SPEC URL: https://github.com/AnthonyZhOon/ghostty-rpm/releases/download/v1.1.2/ghostty.spec SRPM URL: https://github.com/AnthonyZhOon/ghostty-rpm/releases/download/v1.1.2/ghostty-1.1.2-1.fc41.src.rpm 1.1.2 release. Skipped 1.1.1 as it had a bug that required a new release - Require hicolor-icon-themes for ownership of the icon directories - Split subpackage ghostty-nautilus for 'Open in Ghostty' integration - New bundled dependency zig-gobject - Use a single license field on the main package listing Looking at the review file, there's still some unowned directories for vim, nvim, bat highlighting integration and servicemenus for dolphin 'Open in Ghostty' file explorer integration. What is the recommended way to specify that these are extras that are ideally installed but shouldn't bring in every dependency? I think a weak 'suggests' works but won't install by default and reverse dependencies would fit but should wait om passing review. I found the reason why the fedora-review tool can't download from the ghostty mirror.
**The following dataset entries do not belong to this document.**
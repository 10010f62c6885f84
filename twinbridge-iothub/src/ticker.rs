//! Periodic dispatch of the latest envelope.

use std::future::Future;
use std::panic::{AssertUnwindSafe, catch_unwind};
use std::time::Duration;

use tokio::time::{Instant, sleep_until};
use tracing::{debug, error, warn};

use crate::buffer::LatestEnvelope;
use crate::forwarder::{Forwarder, Pending};
use crate::normalizer::Normalizer;

/// What a single tick did.
#[derive(Debug)]
pub enum TickOutcome {
    /// Nothing has been received yet.
    Idle,
    /// The held payload is not an envelope; nothing was sent.
    ParseFailed,
    /// The tick body panicked; nothing further was sent.
    Aborted,
    /// One send was started per measurement.
    Dispatched {
        pending: Vec<Pending>,
        skipped: usize,
    },
}

impl TickOutcome {
    /// Number of sends started by this tick.
    pub fn sent(&self) -> usize {
        match self {
            TickOutcome::Dispatched { pending, .. } => pending.len(),
            _ => 0,
        }
    }
}

/// Reads the buffer once per interval, normalizes it, and hands every
/// measurement to the forwarder without waiting for delivery.
#[derive(Debug, Clone)]
pub struct DispatchTicker {
    buffer: LatestEnvelope,
    normalizer: Normalizer,
    forwarder: Forwarder,
    interval: Duration,
}

impl DispatchTicker {
    /// `interval` is raised to [`MIN_PERIOD`] when shorter.
    pub fn new(
        buffer: LatestEnvelope,
        normalizer: Normalizer,
        forwarder: Forwarder,
        interval: Duration,
    ) -> Self {
        Self {
            buffer,
            normalizer,
            forwarder,
            interval: interval.max(MIN_PERIOD),
        }
    }

    pub fn interval(&self) -> Duration {
        self.interval
    }

    /// Tick forever, starting immediately.
    pub async fn run(self) {
        debug!(interval_secs = self.interval.as_secs_f64(), "Starting dispatch ticker");
        run_fixed_rate(self.interval, || {
            // Deliveries report through their own logs.
            drop(self.tick());
            std::future::ready(())
        })
        .await
    }

    /// Execute one tick body. Never panics.
    pub fn tick(&self) -> TickOutcome {
        match catch_unwind(AssertUnwindSafe(|| self.tick_body())) {
            Ok(outcome) => outcome,
            Err(_) => {
                error!("Tick aborted by an unexpected failure; ticker keeps running");
                TickOutcome::Aborted
            }
        }
    }

    fn tick_body(&self) -> TickOutcome {
        let Some(payload) = self.buffer.take_snapshot() else {
            return TickOutcome::Idle;
        };

        let normalized = match self.normalizer.normalize(&payload) {
            Ok(normalized) => normalized,
            Err(e) => {
                error!(error = %e, size = payload.len(), "Failed to parse envelope, skipping tick");
                return TickOutcome::ParseFailed;
            }
        };

        for skipped in &normalized.skipped {
            warn!(tag = %skipped.tag_name, reason = %skipped.reason, "Skipping reading");
        }

        let skipped = normalized.skipped.len();
        let pending: Vec<Pending> = normalized
            .into_iter()
            .map(|measurement| self.forwarder.send(measurement))
            .collect();

        debug!(sent = pending.len(), skipped, "Tick dispatched");

        TickOutcome::Dispatched { pending, skipped }
    }
}

/// Shortest period [`run_fixed_rate`] will schedule at.
pub const MIN_PERIOD: Duration = Duration::from_millis(1);

/// Roughly 30 years out; used when `instant + period` does not fit.
const FAR_FUTURE: Duration = Duration::from_secs(86_400 * 365 * 30);

/// Run `body` at a fixed rate, first call immediately.
///
/// Calls never overlap. Nominal firings that pass while a call is still
/// running are skipped, and the next call waits for the following firing.
/// Periods below [`MIN_PERIOD`] are raised to it; periods too large to
/// represent as an instant never fire again after the first call.
pub async fn run_fixed_rate<F, Fut>(period: Duration, mut body: F)
where
    F: FnMut() -> Fut,
    Fut: Future<Output = ()>,
{
    if period < MIN_PERIOD {
        warn!(period_ms = period.as_millis() as u64, "Tick period too short, clamping to 1ms");
    }
    let period = period.max(MIN_PERIOD);
    let mut next = Instant::now();

    loop {
        sleep_until(next).await;
        body().await;

        next = advance(next, period);
        let now = Instant::now();
        let mut missed = 0u64;
        while next < now {
            next = advance(next, period);
            missed += 1;
        }
        if missed > 0 {
            warn!(missed, "Tick overran its interval, skipping missed firings");
        }
    }
}

fn advance(instant: Instant, period: Duration) -> Instant {
    instant
        .checked_add(period)
        .unwrap_or_else(|| Instant::now() + FAR_FUTURE)
}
It uses urllib which is a blocked user-agent by Cloudflare (https://deps.files.ghostty.org/ is hosted there) In python >>> import urllib.request >>> request.urlopen("https://cloudflare.com") # http403 >>> request.urlopen("https://deps.files.ghostty.org/") # http403 Changing the user-agent from "User-Agent: Python-urllib/3.13" to an alternative can fix this Dependencies are mirrored by ghostty as the codeberg source repos are frequently unavailable
Created attachment 2076411 [details] The .spec file difference from Copr build 8631844 to 8654080
Copr build: https://copr.fedorainfracloud.org/coprs/build/8654080 (succeeded) Review template: https://download.copr.fedorainfracloud.org/results/@fedora-review/fedora-review-2334903-ghostty/fedora-rawhide-x86_64/08654080-ghostty/fedora-review/review.txt Please take a look if any issues were found. --- This comment was created by the fedora-review-service https://github.com/FrostyX/fedora-review-service If you want to trigger a new Copr build, add a comment containing new Spec and SRPM URLs or [fedora-review-service-build] string.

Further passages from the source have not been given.